§ Task objective:
Filter the listing below, copying every line in which the word "Salary" appears.

** Task data follows **

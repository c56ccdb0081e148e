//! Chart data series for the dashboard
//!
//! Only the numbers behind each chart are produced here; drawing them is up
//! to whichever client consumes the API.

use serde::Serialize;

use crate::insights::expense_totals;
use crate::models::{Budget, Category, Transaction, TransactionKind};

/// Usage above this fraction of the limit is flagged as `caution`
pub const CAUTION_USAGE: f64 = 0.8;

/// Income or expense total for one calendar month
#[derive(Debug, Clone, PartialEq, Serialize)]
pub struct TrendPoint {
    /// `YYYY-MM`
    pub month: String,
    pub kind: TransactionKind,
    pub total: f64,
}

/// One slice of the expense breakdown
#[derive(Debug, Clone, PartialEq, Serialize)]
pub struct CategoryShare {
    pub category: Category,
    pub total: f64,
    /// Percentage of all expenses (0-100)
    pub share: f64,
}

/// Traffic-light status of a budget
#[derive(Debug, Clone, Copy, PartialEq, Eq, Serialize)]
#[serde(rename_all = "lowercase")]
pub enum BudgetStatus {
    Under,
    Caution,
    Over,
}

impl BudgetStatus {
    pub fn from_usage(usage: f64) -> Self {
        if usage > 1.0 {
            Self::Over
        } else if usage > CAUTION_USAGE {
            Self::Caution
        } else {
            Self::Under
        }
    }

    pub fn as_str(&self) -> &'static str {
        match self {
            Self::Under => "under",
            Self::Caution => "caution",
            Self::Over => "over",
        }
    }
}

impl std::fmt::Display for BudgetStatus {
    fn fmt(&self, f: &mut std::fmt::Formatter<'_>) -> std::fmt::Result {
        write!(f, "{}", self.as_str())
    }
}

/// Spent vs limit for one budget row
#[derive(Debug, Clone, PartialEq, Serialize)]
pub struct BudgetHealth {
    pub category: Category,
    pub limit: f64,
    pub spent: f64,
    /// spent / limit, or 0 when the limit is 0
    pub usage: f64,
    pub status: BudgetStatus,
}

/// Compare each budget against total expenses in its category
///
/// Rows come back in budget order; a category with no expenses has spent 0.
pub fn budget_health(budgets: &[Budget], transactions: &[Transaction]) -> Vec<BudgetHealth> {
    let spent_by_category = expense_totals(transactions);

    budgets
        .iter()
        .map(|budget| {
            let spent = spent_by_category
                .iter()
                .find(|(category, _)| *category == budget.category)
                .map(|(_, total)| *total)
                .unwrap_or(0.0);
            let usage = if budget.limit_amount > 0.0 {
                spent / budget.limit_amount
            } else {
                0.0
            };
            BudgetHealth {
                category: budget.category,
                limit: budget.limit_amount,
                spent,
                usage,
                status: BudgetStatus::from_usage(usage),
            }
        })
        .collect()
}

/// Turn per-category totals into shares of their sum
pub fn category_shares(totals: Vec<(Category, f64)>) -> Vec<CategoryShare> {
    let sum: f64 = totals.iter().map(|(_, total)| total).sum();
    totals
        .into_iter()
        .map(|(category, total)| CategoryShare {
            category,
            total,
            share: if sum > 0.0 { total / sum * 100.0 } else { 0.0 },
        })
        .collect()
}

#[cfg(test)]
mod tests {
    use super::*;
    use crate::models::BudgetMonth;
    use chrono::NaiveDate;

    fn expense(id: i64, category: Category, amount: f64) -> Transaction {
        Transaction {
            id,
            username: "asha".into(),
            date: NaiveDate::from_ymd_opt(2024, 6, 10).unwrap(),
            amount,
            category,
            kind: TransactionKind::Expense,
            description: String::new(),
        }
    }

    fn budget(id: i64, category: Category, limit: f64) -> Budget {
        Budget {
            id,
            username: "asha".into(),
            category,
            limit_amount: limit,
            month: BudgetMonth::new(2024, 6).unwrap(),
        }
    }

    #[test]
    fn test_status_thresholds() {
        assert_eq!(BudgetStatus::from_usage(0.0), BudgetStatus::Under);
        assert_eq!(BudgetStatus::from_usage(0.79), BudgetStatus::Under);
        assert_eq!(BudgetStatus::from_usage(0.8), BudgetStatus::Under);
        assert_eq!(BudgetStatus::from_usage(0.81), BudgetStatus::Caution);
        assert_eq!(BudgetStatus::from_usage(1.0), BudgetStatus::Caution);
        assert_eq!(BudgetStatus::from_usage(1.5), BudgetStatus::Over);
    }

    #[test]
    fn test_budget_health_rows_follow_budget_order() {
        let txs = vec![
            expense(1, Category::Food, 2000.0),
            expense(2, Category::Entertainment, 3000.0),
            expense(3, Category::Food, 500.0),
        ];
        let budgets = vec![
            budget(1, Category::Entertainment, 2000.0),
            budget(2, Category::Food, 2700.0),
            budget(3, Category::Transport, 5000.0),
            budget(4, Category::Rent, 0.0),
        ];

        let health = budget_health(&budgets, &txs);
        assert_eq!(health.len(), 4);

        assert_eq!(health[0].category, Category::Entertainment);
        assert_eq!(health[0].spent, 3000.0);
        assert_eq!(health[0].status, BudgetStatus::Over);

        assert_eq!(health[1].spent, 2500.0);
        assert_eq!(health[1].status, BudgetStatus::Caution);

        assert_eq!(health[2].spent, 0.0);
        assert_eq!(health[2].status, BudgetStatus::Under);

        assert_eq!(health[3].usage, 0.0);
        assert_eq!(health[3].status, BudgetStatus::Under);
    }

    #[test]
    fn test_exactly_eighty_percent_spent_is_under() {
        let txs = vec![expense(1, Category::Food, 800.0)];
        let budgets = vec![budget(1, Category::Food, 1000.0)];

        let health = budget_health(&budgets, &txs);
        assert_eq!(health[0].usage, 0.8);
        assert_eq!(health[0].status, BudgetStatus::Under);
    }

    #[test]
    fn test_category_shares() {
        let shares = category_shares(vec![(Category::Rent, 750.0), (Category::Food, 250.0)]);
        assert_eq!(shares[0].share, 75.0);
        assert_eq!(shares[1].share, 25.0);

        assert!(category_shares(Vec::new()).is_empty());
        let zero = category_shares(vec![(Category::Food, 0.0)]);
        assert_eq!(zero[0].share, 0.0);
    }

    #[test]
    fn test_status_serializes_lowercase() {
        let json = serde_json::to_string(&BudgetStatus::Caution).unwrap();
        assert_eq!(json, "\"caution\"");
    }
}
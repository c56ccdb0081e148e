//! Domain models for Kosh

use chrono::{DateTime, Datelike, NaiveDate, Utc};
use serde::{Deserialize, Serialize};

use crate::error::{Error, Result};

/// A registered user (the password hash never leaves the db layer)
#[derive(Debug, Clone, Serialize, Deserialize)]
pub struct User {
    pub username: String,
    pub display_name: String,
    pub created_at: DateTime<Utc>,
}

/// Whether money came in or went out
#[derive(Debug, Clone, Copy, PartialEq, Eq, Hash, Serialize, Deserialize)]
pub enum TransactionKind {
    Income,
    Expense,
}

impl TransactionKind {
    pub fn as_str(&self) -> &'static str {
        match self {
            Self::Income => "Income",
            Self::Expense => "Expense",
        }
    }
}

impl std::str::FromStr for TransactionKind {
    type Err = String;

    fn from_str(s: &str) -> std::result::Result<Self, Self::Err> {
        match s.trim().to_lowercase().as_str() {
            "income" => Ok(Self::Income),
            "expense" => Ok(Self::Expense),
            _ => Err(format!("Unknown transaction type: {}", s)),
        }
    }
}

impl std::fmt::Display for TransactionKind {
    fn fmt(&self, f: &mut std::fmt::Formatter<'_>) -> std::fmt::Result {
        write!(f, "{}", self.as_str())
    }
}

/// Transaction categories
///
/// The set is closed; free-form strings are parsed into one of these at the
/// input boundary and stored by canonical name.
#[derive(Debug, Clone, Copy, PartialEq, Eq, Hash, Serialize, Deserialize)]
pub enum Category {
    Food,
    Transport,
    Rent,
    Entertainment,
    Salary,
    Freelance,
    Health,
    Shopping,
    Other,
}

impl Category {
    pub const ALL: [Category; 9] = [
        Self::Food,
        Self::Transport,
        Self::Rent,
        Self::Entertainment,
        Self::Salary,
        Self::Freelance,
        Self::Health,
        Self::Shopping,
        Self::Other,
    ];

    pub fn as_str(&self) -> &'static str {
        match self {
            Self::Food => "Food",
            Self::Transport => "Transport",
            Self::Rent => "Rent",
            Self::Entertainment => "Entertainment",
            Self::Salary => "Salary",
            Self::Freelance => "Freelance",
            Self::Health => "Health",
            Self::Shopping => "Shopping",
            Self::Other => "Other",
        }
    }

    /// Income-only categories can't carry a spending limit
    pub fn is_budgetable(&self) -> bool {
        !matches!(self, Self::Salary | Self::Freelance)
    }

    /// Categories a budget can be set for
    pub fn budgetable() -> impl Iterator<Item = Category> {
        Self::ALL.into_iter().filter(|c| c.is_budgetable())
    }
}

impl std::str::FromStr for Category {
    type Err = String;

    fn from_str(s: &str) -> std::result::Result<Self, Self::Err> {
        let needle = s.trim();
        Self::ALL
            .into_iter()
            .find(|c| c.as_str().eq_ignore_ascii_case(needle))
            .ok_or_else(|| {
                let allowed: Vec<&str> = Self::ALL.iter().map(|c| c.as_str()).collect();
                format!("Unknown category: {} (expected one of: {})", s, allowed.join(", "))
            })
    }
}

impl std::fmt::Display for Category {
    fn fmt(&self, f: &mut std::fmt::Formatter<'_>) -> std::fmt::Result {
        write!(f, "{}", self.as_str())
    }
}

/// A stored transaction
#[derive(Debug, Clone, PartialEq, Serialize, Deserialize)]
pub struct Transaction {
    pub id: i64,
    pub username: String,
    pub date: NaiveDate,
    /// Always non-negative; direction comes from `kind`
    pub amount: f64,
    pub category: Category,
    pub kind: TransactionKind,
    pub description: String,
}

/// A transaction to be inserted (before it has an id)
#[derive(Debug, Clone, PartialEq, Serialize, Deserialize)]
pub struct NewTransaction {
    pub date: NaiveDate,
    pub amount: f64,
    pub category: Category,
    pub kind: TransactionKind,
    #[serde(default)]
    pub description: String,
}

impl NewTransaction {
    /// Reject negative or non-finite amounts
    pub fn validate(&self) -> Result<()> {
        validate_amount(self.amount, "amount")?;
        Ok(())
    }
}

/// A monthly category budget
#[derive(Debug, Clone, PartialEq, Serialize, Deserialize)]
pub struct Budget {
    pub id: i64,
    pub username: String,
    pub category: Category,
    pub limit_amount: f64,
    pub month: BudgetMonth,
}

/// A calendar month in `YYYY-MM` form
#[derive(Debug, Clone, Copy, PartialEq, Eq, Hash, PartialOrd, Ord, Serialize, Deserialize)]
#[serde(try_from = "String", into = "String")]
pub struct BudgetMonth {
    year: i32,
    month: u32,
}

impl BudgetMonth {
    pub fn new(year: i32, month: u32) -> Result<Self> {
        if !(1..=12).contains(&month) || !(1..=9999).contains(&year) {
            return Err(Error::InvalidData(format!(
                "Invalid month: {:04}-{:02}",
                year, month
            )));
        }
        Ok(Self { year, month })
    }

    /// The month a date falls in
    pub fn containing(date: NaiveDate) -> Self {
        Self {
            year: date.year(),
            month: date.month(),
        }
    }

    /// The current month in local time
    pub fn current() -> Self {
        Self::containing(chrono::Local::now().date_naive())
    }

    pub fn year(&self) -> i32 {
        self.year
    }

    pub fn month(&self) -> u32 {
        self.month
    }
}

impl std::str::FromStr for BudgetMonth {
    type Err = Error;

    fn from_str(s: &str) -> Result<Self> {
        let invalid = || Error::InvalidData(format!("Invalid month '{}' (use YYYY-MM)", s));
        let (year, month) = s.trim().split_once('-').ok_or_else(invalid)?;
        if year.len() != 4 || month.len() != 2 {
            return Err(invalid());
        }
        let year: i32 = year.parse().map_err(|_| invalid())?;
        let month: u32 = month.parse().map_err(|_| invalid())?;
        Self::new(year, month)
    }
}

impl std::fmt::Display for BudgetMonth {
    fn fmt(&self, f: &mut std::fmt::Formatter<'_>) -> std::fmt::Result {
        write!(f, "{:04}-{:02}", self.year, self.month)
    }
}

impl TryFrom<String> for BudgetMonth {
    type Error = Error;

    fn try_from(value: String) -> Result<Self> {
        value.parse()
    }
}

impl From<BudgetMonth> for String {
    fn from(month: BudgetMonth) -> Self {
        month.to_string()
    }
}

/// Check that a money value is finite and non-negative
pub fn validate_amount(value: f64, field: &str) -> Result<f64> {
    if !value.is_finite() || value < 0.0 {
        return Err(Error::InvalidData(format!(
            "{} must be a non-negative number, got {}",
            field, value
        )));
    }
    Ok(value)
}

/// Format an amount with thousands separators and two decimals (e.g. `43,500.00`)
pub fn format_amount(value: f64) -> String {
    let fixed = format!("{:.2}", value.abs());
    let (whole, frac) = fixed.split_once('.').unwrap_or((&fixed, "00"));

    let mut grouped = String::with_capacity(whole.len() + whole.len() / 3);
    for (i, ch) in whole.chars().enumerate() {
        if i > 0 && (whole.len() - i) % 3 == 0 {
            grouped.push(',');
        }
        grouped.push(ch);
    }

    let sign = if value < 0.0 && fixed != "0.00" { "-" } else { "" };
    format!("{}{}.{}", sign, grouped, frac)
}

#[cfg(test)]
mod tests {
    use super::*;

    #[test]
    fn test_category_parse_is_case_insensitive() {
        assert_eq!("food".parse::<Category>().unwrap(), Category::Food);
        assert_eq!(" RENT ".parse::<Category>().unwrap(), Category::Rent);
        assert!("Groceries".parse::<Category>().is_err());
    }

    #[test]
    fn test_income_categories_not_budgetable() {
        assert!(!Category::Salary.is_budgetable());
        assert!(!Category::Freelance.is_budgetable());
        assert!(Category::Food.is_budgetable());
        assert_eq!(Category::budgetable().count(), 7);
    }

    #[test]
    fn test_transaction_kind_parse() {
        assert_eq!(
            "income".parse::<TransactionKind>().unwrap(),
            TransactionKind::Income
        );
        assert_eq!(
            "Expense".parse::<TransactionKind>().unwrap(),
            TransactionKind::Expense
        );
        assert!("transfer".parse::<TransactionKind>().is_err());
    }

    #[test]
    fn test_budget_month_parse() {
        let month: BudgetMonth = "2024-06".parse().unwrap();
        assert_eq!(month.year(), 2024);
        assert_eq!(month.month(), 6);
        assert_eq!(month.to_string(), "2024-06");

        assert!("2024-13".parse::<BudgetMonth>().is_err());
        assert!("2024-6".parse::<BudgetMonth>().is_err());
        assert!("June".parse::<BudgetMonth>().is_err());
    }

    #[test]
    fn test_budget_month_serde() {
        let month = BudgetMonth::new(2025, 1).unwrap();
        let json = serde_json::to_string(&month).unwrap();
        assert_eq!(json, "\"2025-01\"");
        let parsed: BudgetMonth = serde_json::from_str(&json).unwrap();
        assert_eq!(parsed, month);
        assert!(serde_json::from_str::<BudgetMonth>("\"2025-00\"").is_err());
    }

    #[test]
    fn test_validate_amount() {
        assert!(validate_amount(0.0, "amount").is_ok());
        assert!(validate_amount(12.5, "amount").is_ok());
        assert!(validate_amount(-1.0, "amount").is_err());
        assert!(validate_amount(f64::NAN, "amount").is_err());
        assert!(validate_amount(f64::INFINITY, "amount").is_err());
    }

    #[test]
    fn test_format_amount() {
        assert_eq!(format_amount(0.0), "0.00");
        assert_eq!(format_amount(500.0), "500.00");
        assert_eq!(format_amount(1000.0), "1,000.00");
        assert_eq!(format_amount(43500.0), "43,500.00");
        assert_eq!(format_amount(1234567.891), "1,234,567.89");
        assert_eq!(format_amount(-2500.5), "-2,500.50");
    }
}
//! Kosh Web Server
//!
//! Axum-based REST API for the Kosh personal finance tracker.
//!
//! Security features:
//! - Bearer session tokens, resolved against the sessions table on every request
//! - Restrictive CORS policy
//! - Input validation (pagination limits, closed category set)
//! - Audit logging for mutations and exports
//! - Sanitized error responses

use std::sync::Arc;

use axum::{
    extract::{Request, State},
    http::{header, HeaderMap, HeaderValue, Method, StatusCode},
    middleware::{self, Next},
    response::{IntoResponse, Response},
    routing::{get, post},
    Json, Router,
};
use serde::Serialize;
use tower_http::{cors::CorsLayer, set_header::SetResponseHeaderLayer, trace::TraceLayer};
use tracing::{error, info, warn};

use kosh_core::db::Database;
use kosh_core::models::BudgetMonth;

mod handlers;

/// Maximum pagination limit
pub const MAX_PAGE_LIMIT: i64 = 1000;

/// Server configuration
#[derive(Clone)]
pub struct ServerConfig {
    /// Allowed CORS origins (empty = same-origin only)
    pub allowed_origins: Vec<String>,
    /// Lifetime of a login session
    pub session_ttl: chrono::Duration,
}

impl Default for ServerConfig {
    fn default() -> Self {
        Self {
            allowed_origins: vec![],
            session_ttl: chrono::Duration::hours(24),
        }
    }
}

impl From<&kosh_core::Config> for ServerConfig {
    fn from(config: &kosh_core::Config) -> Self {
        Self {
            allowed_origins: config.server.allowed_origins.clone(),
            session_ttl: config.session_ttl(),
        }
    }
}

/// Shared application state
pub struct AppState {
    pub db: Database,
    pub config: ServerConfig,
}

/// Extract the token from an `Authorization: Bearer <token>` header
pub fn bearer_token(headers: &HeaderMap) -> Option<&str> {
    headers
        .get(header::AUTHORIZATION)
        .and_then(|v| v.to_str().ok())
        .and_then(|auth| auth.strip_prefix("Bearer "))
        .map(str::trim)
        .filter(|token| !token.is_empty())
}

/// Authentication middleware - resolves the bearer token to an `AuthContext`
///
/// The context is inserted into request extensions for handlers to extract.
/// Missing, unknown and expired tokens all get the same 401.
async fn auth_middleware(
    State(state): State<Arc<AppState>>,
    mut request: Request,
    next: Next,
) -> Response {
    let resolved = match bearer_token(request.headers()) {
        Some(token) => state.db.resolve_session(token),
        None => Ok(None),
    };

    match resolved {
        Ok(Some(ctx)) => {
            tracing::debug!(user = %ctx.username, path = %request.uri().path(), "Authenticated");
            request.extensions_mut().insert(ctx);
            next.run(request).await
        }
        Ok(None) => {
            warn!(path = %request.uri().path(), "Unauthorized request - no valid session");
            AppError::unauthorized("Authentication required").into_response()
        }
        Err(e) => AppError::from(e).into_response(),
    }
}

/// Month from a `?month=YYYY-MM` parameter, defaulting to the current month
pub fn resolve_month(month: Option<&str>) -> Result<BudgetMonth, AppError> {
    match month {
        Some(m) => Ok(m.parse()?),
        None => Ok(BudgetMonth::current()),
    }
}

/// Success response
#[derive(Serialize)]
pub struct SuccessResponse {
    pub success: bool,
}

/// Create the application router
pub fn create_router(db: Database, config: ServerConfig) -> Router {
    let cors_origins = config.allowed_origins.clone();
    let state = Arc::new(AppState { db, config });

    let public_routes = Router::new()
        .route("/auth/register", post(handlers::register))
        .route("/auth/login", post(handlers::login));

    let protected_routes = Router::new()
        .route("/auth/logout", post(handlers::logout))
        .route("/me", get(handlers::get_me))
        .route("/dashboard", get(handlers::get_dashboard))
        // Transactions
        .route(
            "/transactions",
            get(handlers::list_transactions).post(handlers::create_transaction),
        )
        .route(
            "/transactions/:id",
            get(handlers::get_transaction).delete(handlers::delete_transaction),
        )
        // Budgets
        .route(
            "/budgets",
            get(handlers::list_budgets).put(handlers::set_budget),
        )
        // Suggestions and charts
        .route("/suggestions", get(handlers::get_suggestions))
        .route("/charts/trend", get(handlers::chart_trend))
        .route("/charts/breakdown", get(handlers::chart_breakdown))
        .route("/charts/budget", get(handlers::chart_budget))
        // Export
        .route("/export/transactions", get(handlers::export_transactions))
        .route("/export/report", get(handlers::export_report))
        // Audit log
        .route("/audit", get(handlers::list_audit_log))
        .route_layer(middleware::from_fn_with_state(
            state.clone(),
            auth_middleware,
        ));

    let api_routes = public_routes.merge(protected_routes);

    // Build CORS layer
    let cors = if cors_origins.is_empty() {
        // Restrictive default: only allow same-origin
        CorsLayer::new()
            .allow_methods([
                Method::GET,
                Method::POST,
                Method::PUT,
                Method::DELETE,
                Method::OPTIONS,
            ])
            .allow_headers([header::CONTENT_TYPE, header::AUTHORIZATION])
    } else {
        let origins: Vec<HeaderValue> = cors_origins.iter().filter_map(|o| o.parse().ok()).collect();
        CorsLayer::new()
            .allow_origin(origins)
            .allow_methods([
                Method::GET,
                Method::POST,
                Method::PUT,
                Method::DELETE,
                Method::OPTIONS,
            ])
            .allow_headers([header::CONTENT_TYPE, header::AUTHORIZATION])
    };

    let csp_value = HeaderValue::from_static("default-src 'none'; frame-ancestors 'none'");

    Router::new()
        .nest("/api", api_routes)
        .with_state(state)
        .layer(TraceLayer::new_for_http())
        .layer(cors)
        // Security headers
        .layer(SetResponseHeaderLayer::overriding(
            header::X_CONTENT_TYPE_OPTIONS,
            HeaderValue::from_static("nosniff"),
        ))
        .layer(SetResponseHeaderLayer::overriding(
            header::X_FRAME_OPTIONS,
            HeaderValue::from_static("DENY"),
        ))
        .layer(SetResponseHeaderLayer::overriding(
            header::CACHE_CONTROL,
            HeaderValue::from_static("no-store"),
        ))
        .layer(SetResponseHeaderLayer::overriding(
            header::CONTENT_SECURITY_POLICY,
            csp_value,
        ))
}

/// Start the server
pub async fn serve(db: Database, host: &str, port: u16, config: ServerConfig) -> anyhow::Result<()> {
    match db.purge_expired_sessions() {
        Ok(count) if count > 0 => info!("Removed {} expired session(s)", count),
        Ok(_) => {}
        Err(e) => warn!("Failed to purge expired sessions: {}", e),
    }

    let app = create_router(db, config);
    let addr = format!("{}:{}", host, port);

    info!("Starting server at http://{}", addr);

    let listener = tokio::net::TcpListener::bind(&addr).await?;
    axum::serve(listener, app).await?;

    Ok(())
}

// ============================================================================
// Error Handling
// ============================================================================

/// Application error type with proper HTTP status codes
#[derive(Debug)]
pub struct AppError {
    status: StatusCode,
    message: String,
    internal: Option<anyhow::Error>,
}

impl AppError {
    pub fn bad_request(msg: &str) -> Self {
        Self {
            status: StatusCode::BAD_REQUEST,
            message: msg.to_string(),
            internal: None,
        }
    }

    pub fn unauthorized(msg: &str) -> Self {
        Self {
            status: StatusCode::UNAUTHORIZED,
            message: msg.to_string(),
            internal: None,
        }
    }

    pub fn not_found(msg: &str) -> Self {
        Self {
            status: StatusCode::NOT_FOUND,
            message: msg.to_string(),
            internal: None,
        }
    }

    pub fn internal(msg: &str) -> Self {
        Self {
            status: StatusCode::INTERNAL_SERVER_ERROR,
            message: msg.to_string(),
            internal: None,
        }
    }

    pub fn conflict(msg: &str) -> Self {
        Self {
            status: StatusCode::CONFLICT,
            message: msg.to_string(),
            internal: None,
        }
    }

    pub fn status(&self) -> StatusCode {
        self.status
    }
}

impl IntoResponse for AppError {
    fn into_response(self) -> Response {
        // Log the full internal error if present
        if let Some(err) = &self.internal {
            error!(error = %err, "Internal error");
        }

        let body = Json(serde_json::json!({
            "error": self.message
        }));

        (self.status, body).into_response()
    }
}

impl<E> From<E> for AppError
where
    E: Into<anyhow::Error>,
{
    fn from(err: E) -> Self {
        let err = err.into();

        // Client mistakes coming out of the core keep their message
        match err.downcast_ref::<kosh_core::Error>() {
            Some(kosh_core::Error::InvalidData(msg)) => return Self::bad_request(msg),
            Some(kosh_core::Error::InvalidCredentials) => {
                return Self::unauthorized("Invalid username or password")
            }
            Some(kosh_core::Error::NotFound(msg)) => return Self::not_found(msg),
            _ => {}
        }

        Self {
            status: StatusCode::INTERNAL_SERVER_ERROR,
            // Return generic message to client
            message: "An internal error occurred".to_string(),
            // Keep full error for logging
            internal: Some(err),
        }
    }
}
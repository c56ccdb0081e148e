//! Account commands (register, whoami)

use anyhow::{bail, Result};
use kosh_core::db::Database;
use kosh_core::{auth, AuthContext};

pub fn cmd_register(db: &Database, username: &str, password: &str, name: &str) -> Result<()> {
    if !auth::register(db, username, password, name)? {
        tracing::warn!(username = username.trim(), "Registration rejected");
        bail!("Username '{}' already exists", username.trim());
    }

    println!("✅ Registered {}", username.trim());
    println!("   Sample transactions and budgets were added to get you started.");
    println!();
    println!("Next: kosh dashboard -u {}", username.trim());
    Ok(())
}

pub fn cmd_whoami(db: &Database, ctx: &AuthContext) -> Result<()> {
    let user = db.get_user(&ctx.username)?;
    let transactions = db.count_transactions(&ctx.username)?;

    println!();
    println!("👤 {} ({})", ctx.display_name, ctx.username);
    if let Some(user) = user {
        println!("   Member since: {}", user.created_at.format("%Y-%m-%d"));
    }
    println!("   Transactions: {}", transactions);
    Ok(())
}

** End of Task data **

§ Answer space:
    Salary,
        Self::Salary,
            Self::Salary => "Salary",
        !matches!(self, Self::Salary | Self::Freelance)
        assert!(!Category::Salary.is_budgetable());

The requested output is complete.